Motor drive analysers based on eight channel oscilloscope
Teledyne LeCroy’s MDA800 Series of Motor Drive Analysers (MDAs) combine three-phase power analyser static (steady-state) calculations, unique dynamic three-phase power and mechanical motor analysis capabilities, as well as high bandwidth (1 GHz) embedded control system debug in a single instrument.
The MDAs are based on the HDO8000 oscilloscope platform and are standard with 8 input channels (16 digital channels optional) with 12-bit resolution, 2.5 GS/s sample rate, up to 1 GHz bandwidth and up to 250 Mpts/ch acquisition memory. A complete set of serial trigger/decode and analysis software options, and a wide variety of voltage and current probes are available to use with the MDAs.
Designers and manufacturers of motors, motor drives, variable frequency drives, variable speed drives, industrial automation and motion control equipment manufacturers are all potential users. Design engineers that integrate motors into their designs (vehicles, power tools, appliances, elevators, fans, blowers, compressors, pumps, etc.) will utilise the product to validate proprietary controls and complete drive system designs. For engineers who design three-phase systems without motors, the MDAs can be used for basic three-phase power system analysis and debug as well.
A complete drive system is a complex mix of three-phase power electronics, motor/mechanical analogue and digital sensors, and embedded controls, with a complex variety of analogue, digital, serial data and pulse-width modulated (PWM) signals. Conventional 8-bit oscilloscopes are able to capture higher-speed embedded control system or power transistor activities. Power Analysers are a single-use tool for measuring input/output “black-box” drive power and efficiencies, but provide limited or no waveform capture for embedded control or drive system debug.
The MDA permits waveform captures from the drive three-phase power section, individual power transistors, and embedded control system, and performs coincident three-phase power analysis of the power section waveforms in one high-performance instrument, enabling debug and analysis of all aspects of the complete motor drive.
Various voltage, current, power (real, apparent, and reactive), phase angle/power factor, and efficiency parameters are calculated on acquired voltage and current waveforms and displayed in a Numerics table. The table is user-configurable and is displayed along with the acquisition waveform, and corresponds to information normally provided by a Power Analyser that measures in a “static” (steady-state) operating mode.
Additionally, the MDA provides numerical calculations under dynamic operating conditions. Waveforms showing any per-cycle measurement parameter variation can be “synthesised” and displayed by simply selecting a table value.

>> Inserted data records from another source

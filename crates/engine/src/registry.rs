//! The contract registry.

use crate::error::ContractError;
use byzcoin_trie::TrieView;
use byzcoin_types::{ContractId, Hash, Instruction, StateChange};
use std::collections::BTreeMap;
use std::sync::Arc;

/// A token passed between instructions of one transaction. An instruction's
/// output coins become the next instruction's input coins.
#[derive(Clone, Debug, PartialEq, Eq)]
pub struct Coin {
    pub name: ContractId,
    pub value: u64,
}

/// Adapts a trie view into a darc resolver: darcs live at the instance id
/// equal to their base id.
pub struct ViewResolver<'a>(pub &'a dyn TrieView);

impl byzcoin_darc::DarcResolver for ViewResolver<'_> {
    fn resolve(&self, base_id: &Hash) -> Option<byzcoin_darc::Darc> {
        let instance = self.0.get(&byzcoin_types::InstanceId(base_id.0))?;
        if instance.contract_id != crate::contracts::darc::CONTRACT_DARC {
            return None;
        }
        use parity_scale_codec::Decode;
        byzcoin_darc::Darc::decode(&mut instance.value.as_slice()).ok()
    }
}

/// Context a handler executes in.
pub struct ContractCtx<'a> {
    /// Latest staged view; earlier instructions' writes are visible.
    pub view: &'a dyn TrieView,
    /// Registry, for contracts that dispatch nested instructions.
    pub registry: &'a ContractRegistry,
    /// Index of the block under construction.
    pub block_index: u64,
    /// Timestamp of the block under construction.
    pub timestamp_ns: i64,
    /// Base id of the darc governing the target instance.
    pub darc_id: Hash,
}

/// A contract handler: the capability set `{spawn, invoke, delete}`.
///
/// Handlers are pure: same view + instruction + coins must yield the same
/// changes on every node.
pub trait Contract: Send + Sync {
    fn spawn(
        &self,
        _ctx: &ContractCtx,
        _instruction: &Instruction,
        _coins: &mut Vec<Coin>,
    ) -> Result<Vec<StateChange>, ContractError> {
        Err(ContractError::NotSupported("spawn"))
    }

    fn invoke(
        &self,
        _ctx: &ContractCtx,
        _instruction: &Instruction,
        _coins: &mut Vec<Coin>,
    ) -> Result<Vec<StateChange>, ContractError> {
        Err(ContractError::NotSupported("invoke"))
    }

    fn delete(
        &self,
        _ctx: &ContractCtx,
        _instruction: &Instruction,
        _coins: &mut Vec<Coin>,
    ) -> Result<Vec<StateChange>, ContractError> {
        Err(ContractError::NotSupported("delete"))
    }
}

/// Maps contract ids to handlers. Populated at startup, read-only after.
#[derive(Clone, Default)]
pub struct ContractRegistry {
    handlers: BTreeMap<ContractId, Arc<dyn Contract>>,
}

impl ContractRegistry {
    pub fn new() -> Self {
        Self::default()
    }

    /// A registry with the built-in contracts registered.
    pub fn with_builtins() -> Self {
        let mut registry = Self::new();
        registry.register(
            crate::contracts::config::CONTRACT_CONFIG,
            Arc::new(crate::contracts::config::ConfigContract),
        );
        registry.register(
            crate::contracts::darc::CONTRACT_DARC,
            Arc::new(crate::contracts::darc::DarcContract),
        );
        registry.register(
            crate::contracts::value::CONTRACT_VALUE,
            Arc::new(crate::contracts::value::ValueContract),
        );
        registry.register(
            crate::contracts::deferred::CONTRACT_DEFERRED,
            Arc::new(crate::contracts::deferred::DeferredContract),
        );
        registry
    }

    pub fn register(&mut self, contract_id: impl Into<String>, handler: Arc<dyn Contract>) {
        self.handlers.insert(contract_id.into(), handler);
    }

    pub fn get(&self, contract_id: &str) -> Option<&Arc<dyn Contract>> {
        self.handlers.get(contract_id)
    }

    pub fn contains(&self, contract_id: &str) -> bool {
        self.handlers.contains_key(contract_id)
    }
}

impl std::fmt::Debug for ContractRegistry {
    fn fmt(&self, f: &mut std::fmt::Formatter<'_>) -> std::fmt::Result {
        f.debug_struct("ContractRegistry")
            .field("contracts", &self.handlers.keys().collect::<Vec<_>>())
            .finish()
    }
}
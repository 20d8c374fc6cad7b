//! Genesis construction and client-side validation.

use byzcoin_darc::Darc;
use byzcoin_engine::{ContractRegistry, Executor};
use byzcoin_trie::Trie;
use byzcoin_types::{
    Argument, Block, BlockHeader, ChainConfig, DataBody, Identity, Instruction,
    InstructionAction, InstanceId, Roster, TxResult,
};
use parity_scale_codec::{Decode, Encode};
use std::time::Duration;
use thiserror::Error;

/// Why a fetched genesis block was rejected.
///
/// The display strings are part of the client contract; tests match them
/// verbatim.
#[derive(Debug, Error)]
pub enum GenesisError {
    #[error("wrong roster in genesis block")]
    WrongRoster,
    #[error("fail to decode data: {0}")]
    BadEncoding(String),
    #[error("genesis darc tx should only have one instruction")]
    NotOneInstruction,
    #[error("didn't get a spawn instruction")]
    NotSpawn,
    #[error("fail to decode the darc: {0}")]
    BadDarc(String),
    #[error("wrong darc spawned")]
    WrongDarc,
    #[error("genesis trie root mismatch")]
    RootMismatch,
}

impl GenesisError {
    /// The taxonomy name for this failure.
    pub fn code(&self) -> &'static str {
        match self {
            GenesisError::WrongRoster => "ERR_WRONG_ROSTER",
            GenesisError::BadEncoding(_) | GenesisError::BadDarc(_) => "ERR_BAD_ENCODING",
            GenesisError::NotOneInstruction
            | GenesisError::NotSpawn
            | GenesisError::WrongDarc
            | GenesisError::RootMismatch => "ERR_INVARIANT_VIOLATED",
        }
    }
}

/// The darc a fresh chain is born with: `owner` holds `_sign`, `_evolve`,
/// the darc-management rules, and every extra action requested.
pub fn genesis_darc(owner: &Identity, extra_rules: &[&str]) -> Darc {
    let mut actions = vec!["spawn:darc", "invoke:darc.evolve"];
    actions.extend_from_slice(extra_rules);
    Darc::with_owner(b"genesis darc".to_vec(), owner, &actions)
}

/// Build a genesis block: the chain config at the zero instance and the
/// genesis darc, recorded by a single spawn instruction.
///
/// The genesis header carries no collective signature; clients trust it by
/// its hash.
pub fn build_genesis(
    roster: Roster,
    block_interval: Duration,
    owner: &Identity,
    extra_rules: &[&str],
) -> Result<(Block, Darc, ChainConfig), GenesisError> {
    let darc = genesis_darc(owner, extra_rules);
    let config = ChainConfig::new(roster.clone(), block_interval);

    let mut trie = Trie::new();
    let executor = Executor::new(ContractRegistry::with_builtins());
    let (_, root) = executor
        .execute_genesis(&mut trie, &darc, &config)
        .map_err(|e| GenesisError::BadEncoding(e.to_string()))?;

    let spawn = Instruction::spawn(
        InstanceId(darc.base_id().0),
        "darc",
        vec![Argument::new("darc", darc.encode())],
    );
    let body = DataBody {
        tx_results: vec![TxResult {
            accepted: true,
            tx: byzcoin_types::ClientTransaction::new(vec![spawn]),
        }],
        view_change: None,
    };
    let header = BlockHeader {
        index: 0,
        roster_id: roster.id(),
        prev_hashes: Vec::new(),
        data_hash: body.hash(),
        trie_root: root,
        timestamp_ns: 0,
        forward_links: Vec::new(),
        signature: None,
    };
    Ok((Block { header, body }, darc, config))
}

/// Validate a genesis block fetched from an untrusted server against the
/// roster and darc the client asked for.
pub fn validate_genesis(
    header: &BlockHeader,
    payload: &[u8],
    expected_roster: &Roster,
    expected_darc: &Darc,
) -> Result<(), GenesisError> {
    if header.roster_id != expected_roster.id() {
        return Err(GenesisError::WrongRoster);
    }

    let body =
        DataBody::decode(&mut &*payload).map_err(|e| GenesisError::BadEncoding(e.to_string()))?;
    if body.tx_results.len() != 1 || body.tx_results[0].tx.instructions.len() != 1 {
        return Err(GenesisError::NotOneInstruction);
    }
    let instruction = &body.tx_results[0].tx.instructions[0];
    let spawn = match &instruction.action {
        InstructionAction::Spawn(spawn) => spawn,
        _ => return Err(GenesisError::NotSpawn),
    };
    let raw = spawn
        .args
        .iter()
        .find(|a| a.name == "darc")
        .map(|a| a.value.as_slice())
        .ok_or(GenesisError::WrongDarc)?;
    let darc = Darc::decode(&mut &*raw).map_err(|e| GenesisError::BadDarc(e.to_string()))?;
    if darc != *expected_darc {
        return Err(GenesisError::WrongDarc);
    }
    Ok(())
}

#[cfg(test)]
mod tests {
    use super::*;
    use byzcoin_types::test_utils::{test_roster, test_signer};
    use parity_scale_codec::Encode;

    #[test]
    fn build_and_validate_round_trip() {
        let (roster, _) = test_roster(3);
        let signer = test_signer(1);
        let (block, darc, config) = build_genesis(
            roster.clone(),
            Duration::from_millis(500),
            &signer.identity(),
            &["spawn:value"],
        )
        .unwrap();

        assert_eq!(block.header.index, 0);
        assert_eq!(config.block_interval(), Duration::from_millis(500));
        assert!(darc.rule("spawn:value").is_some());

        let payload = block.body.encode();
        validate_genesis(&block.header, &payload, &roster, &darc).unwrap();
    }

    #[test]
    fn wrong_roster_detected() {
        let (roster, _) = test_roster(3);
        let (other_roster, _) = test_roster(4);
        let signer = test_signer(1);
        let (block, darc, _) = build_genesis(
            roster,
            Duration::from_millis(500),
            &signer.identity(),
            &[],
        )
        .unwrap();

        let err = validate_genesis(
            &block.header,
            &block.body.encode(),
            &other_roster,
            &darc,
        )
        .unwrap_err();
        assert_eq!(err.to_string(), "wrong roster in genesis block");
        assert_eq!(err.code(), "ERR_WRONG_ROSTER");
    }

    #[test]
    fn undecodable_payload_detected() {
        let (roster, _) = test_roster(3);
        let signer = test_signer(1);
        let (block, darc, _) = build_genesis(
            roster.clone(),
            Duration::from_millis(500),
            &signer.identity(),
            &[],
        )
        .unwrap();

        let err = validate_genesis(&block.header, &[1, 2, 3], &roster, &darc).unwrap_err();
        assert!(err.to_string().starts_with("fail to decode data:"));
        assert_eq!(err.code(), "ERR_BAD_ENCODING");
    }

    #[test]
    fn empty_payload_detected() {
        let (roster, _) = test_roster(3);
        let signer = test_signer(1);
        let (block, darc, _) = build_genesis(
            roster.clone(),
            Duration::from_millis(500),
            &signer.identity(),
            &[],
        )
        .unwrap();

        let empty = DataBody::default().encode();
        let err = validate_genesis(&block.header, &empty, &roster, &darc).unwrap_err();
        assert_eq!(
            err.to_string(),
            "genesis darc tx should only have one instruction"
        );
    }

    #[test]
    fn non_spawn_instruction_detected() {
        let (roster, _) = test_roster(3);
        let signer = test_signer(1);
        let (block, darc, _) = build_genesis(
            roster.clone(),
            Duration::from_millis(500),
            &signer.identity(),
            &[],
        )
        .unwrap();

        let body = DataBody {
            tx_results: vec![TxResult {
                accepted: true,
                tx: byzcoin_types::ClientTransaction::new(vec![Instruction::invoke(
                    InstanceId::ZERO,
                    "darc",
                    "evolve",
                    vec![],
                )]),
            }],
            view_change: None,
        };
        let err =
            validate_genesis(&block.header, &body.encode(), &roster, &darc).unwrap_err();
        assert_eq!(err.to_string(), "didn't get a spawn instruction");
    }

    #[test]
    fn wrong_darc_detected() {
        let (roster, _) = test_roster(3);
        let signer = test_signer(1);
        let (block, darc, _) = build_genesis(
            roster.clone(),
            Duration::from_millis(500),
            &signer.identity(),
            &[],
        )
        .unwrap();

        // A decodable darc, but not the requested one.
        let other = genesis_darc(&test_signer(2).identity(), &[]);
        let body = DataBody {
            tx_results: vec![TxResult {
                accepted: true,
                tx: byzcoin_types::ClientTransaction::new(vec![Instruction::spawn(
                    InstanceId::ZERO,
                    "darc",
                    vec![Argument::new("darc", other.encode())],
                )]),
            }],
            view_change: None,
        };
        let err =
            validate_genesis(&block.header, &body.encode(), &roster, &darc).unwrap_err();
        assert_eq!(err.to_string(), "wrong darc spawned");

        // An undecodable darc argument.
        let body = DataBody {
            tx_results: vec![TxResult {
                accepted: true,
                tx: byzcoin_types::ClientTransaction::new(vec![Instruction::spawn(
                    InstanceId::ZERO,
                    "darc",
                    vec![Argument::new("darc", vec![1, 2, 3])],
                )]),
            }],
            view_change: None,
        };
        let err =
            validate_genesis(&block.header, &body.encode(), &roster, &darc).unwrap_err();
        assert!(err.to_string().starts_with("fail to decode the darc:"));
    }
}
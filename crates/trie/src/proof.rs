//! Trie proof paths.

use crate::node::{interior_hash, leaf_hash};
use byzcoin_types::{sha256, Hash, InstanceId, StateInstance};
use parity_scale_codec::{Decode, Encode};
use thiserror::Error;

#[derive(Debug, Error)]
pub enum PathError {
    #[error("path does not hash to the expected root")]
    RootMismatch,
    #[error("witness leaf does not lie on the key's path")]
    MisplacedLeaf,
}

/// The sibling hashes along one key's path, plus the terminal leaf.
///
/// Serves as inclusion proof when the leaf carries the queried key live, and
/// as exclusion proof when the terminal is empty, a different leaf, or a
/// tombstone.
#[derive(Clone, Debug, PartialEq, Eq, Encode, Decode)]
pub struct TriePath {
    siblings: Vec<Hash>,
    leaf: Option<(InstanceId, StateInstance)>,
}

impl TriePath {
    pub fn new(siblings: Vec<Hash>, leaf: Option<(InstanceId, StateInstance)>) -> Self {
        Self { siblings, leaf }
    }

    /// The terminal leaf, live or tombstoned, if any.
    pub fn leaf(&self) -> Option<&(InstanceId, StateInstance)> {
        self.leaf.as_ref()
    }

    /// True when this path proves `key` present and live.
    pub fn matches(&self, key: &InstanceId) -> bool {
        matches!(&self.leaf, Some((k, payload)) if k == key && !payload.tombstone)
    }

    /// The proven value, when `matches`.
    pub fn value(&self) -> Option<&StateInstance> {
        match &self.leaf {
            Some((_, payload)) if !payload.tombstone => Some(payload),
            _ => None,
        }
    }

    /// Check the path against a trusted root for `key`.
    ///
    /// Returns the live instance for an inclusion proof, `None` for a valid
    /// exclusion proof, and an error for any tampered path.
    pub fn verify(&self, root: &Hash, key: &InstanceId) -> Result<Option<StateInstance>, PathError> {
        let query_path = sha256(key.as_bytes());

        let mut cursor = match &self.leaf {
            Some((leaf_key, payload)) => {
                if leaf_key != key {
                    // A foreign witness leaf must lie on the queried path:
                    // its own path bits agree for every traversed depth.
                    let leaf_path = sha256(leaf_key.as_bytes());
                    for depth in 0..self.siblings.len() {
                        if leaf_path.bit(depth) != query_path.bit(depth) {
                            return Err(PathError::MisplacedLeaf);
                        }
                    }
                }
                leaf_hash(leaf_key, payload)
            }
            None => Hash::ZERO,
        };

        for depth in (0..self.siblings.len()).rev() {
            cursor = if query_path.bit(depth) {
                interior_hash(&self.siblings[depth], &cursor)
            } else {
                interior_hash(&cursor, &self.siblings[depth])
            };
        }

        if cursor != *root {
            return Err(PathError::RootMismatch);
        }

        match &self.leaf {
            Some((leaf_key, payload)) if leaf_key == key && !payload.tombstone => {
                Ok(Some(payload.clone()))
            }
            _ => Ok(None),
        }
    }
}

#[cfg(test)]
mod tests {
    use super::*;
    use crate::trie::Trie;
    use byzcoin_types::{StateChange, StateChangeKind};

    fn populated_trie() -> Trie {
        let mut trie = Trie::new();
        let changes: Vec<StateChange> = (1..=8u8)
            .map(|i| StateChange {
                kind: StateChangeKind::Create,
                instance_id: InstanceId([i; 32]),
                contract_id: "value".into(),
                value: vec![i; 4],
                darc_id: Hash::ZERO,
                version: 0,
            })
            .collect();
        trie.apply(&changes).unwrap();
        trie
    }

    #[test]
    fn inclusion_proof_verifies() {
        let trie = populated_trie();
        let key = InstanceId([3; 32]);
        let path = trie.proof_path(&key).unwrap();
        assert!(path.matches(&key));
        let instance = path.verify(&trie.root(), &key).unwrap().unwrap();
        assert_eq!(instance.value, vec![3; 4]);
    }

    #[test]
    fn exclusion_proof_verifies() {
        let trie = populated_trie();
        let key = InstanceId([99; 32]);
        let path = trie.proof_path(&key).unwrap();
        assert!(!path.matches(&key));
        assert!(path.verify(&trie.root(), &key).unwrap().is_none());
    }

    #[test]
    fn tampered_value_is_rejected() {
        let trie = populated_trie();
        let key = InstanceId([3; 32]);
        let mut path = trie.proof_path(&key).unwrap();
        if let Some((_, payload)) = path.leaf.as_mut() {
            payload.value = vec![0xde, 0xad];
        }
        assert!(path.verify(&trie.root(), &key).is_err());
    }

    #[test]
    fn tampered_sibling_is_rejected() {
        let trie = populated_trie();
        let key = InstanceId([3; 32]);
        let mut path = trie.proof_path(&key).unwrap();
        if let Some(s) = path.siblings.first_mut() {
            *s = Hash::of(b"forged");
        }
        assert!(path.verify(&trie.root(), &key).is_err());
    }

    #[test]
    fn wrong_root_is_rejected() {
        let trie = populated_trie();
        let key = InstanceId([3; 32]);
        let path = trie.proof_path(&key).unwrap();
        assert!(path.verify(&Hash::of(b"other"), &key).is_err());
    }

    #[test]
    fn reused_path_never_proves_a_foreign_key() {
        let trie = populated_trie();
        let present = InstanceId([3; 32]);
        let path = trie.proof_path(&present).unwrap();
        // An inclusion path replayed for another key must not prove a value:
        // either the placement check rejects it or it degrades to exclusion.
        for other in [InstanceId([99; 32]), InstanceId([4; 32])] {
            let outcome = path.verify(&trie.root(), &other);
            assert!(matches!(outcome, Err(_) | Ok(None)));
        }
    }
}
//! Roster: the ordered set of servers maintaining a chain.

use crate::crypto::BlsPublicKey;
use crate::hash::{sha256, Hash};
use crate::identifiers::NodeIndex;
use parity_scale_codec::{Decode, Encode};

/// One server: its collective-signing public key and network address.
#[derive(Clone, Debug, PartialEq, Eq, Encode, Decode)]
pub struct ServerIdentity {
    pub public_key: BlsPublicKey,
    pub address: String,
}

impl ServerIdentity {
    pub fn new(public_key: BlsPublicKey, address: String) -> Self {
        Self {
            public_key,
            address,
        }
    }
}

/// An ordered list of server identities, content-addressed by hash.
///
/// The order is significant: leader rotation, signer bitmaps and view-change
/// certificates all index into it.
#[derive(Clone, Debug, PartialEq, Eq, Encode, Decode)]
pub struct Roster {
    list: Vec<ServerIdentity>,
}

impl Roster {
    pub fn new(list: Vec<ServerIdentity>) -> Self {
        Self { list }
    }

    /// Content hash identifying this roster.
    pub fn id(&self) -> Hash {
        sha256(&self.encode())
    }

    pub fn len(&self) -> usize {
        self.list.len()
    }

    pub fn is_empty(&self) -> bool {
        self.list.is_empty()
    }

    pub fn list(&self) -> &[ServerIdentity] {
        &self.list
    }

    pub fn get(&self, index: NodeIndex) -> Option<&ServerIdentity> {
        self.list.get(index as usize)
    }

    /// Index of a server by public key.
    pub fn index_of(&self, public_key: &BlsPublicKey) -> Option<NodeIndex> {
        self.list
            .iter()
            .position(|s| &s.public_key == public_key)
            .map(|i| i as NodeIndex)
    }

    /// Leader of view `v`: member at `v mod n`.
    pub fn leader(&self, leader_index: NodeIndex) -> &ServerIdentity {
        &self.list[leader_index as usize % self.list.len()]
    }

    /// The commit threshold: more than two-thirds of the roster.
    pub fn threshold(&self) -> usize {
        self.list.len() * 2 / 3 + 1
    }

    /// Public keys in roster order.
    pub fn public_keys(&self) -> Vec<BlsPublicKey> {
        self.list.iter().map(|s| s.public_key.clone()).collect()
    }

    /// Maximum number of Byzantine members tolerated: `f = ⌊(n-1)/3⌋`.
    pub fn max_faulty(&self) -> usize {
        (self.list.len().saturating_sub(1)) / 3
    }
}

#[cfg(test)]
mod tests {
    use super::*;
    use crate::test_utils::test_roster;

    #[test]
    fn id_changes_with_membership() {
        let (r4, _) = test_roster(4);
        let (r5, _) = test_roster(5);
        assert_ne!(r4.id(), r5.id());
        assert_eq!(r4.id(), r4.clone().id());
    }

    #[test]
    fn threshold_is_two_thirds_plus_one() {
        let (r4, _) = test_roster(4);
        assert_eq!(r4.threshold(), 3);
        let (r7, _) = test_roster(7);
        assert_eq!(r7.threshold(), 5);
        let (r3, _) = test_roster(3);
        assert_eq!(r3.threshold(), 3);
    }

    #[test]
    fn leader_wraps_modulo_n() {
        let (r, _) = test_roster(4);
        assert_eq!(r.leader(0), &r.list()[0]);
        assert_eq!(r.leader(5), &r.list()[1]);
    }

    #[test]
    fn max_faulty() {
        let (r4, _) = test_roster(4);
        assert_eq!(r4.max_faulty(), 1);
        let (r7, _) = test_roster(7);
        assert_eq!(r7.max_faulty(), 2);
    }
}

This Waveform is time-correlated with other waveforms acquired by the MDA and can be used to correlate complex drive behaviors to other control or power system waveforms, and to debug drive system problems. Statistical detail of the measurement set can also be displayed. This additional information goes well beyond what is provided by a Power Analyser.
The long acquisition memory in the Motor Drive Analysers (up to 250 Mpts/Ch) provides capabilities for motor, motor drive, and three-phase power dynamic response analysis. For example, 25 seconds of continuous acquisition capture is possible at a sample rate of 10 MS/s. This permits complete understanding of dynamic drive behaviors, such as startup, application of load, or fast changing load conditions, and correlation of drive response problems to control system instructions or power section failures.
An intuitive, graphical user interface provides setup/connection guidance. Setup capability is provided for any combination of single-phase or three-phase drive input/output, and supports both two- and three-wattmeter calculation methods and a line-line to line-neutral voltage conversion. Using the two-wattmeter method, drive input/output and motor output efficiencies can be measured using the eight inputs on the HDO8000 oscilloscope.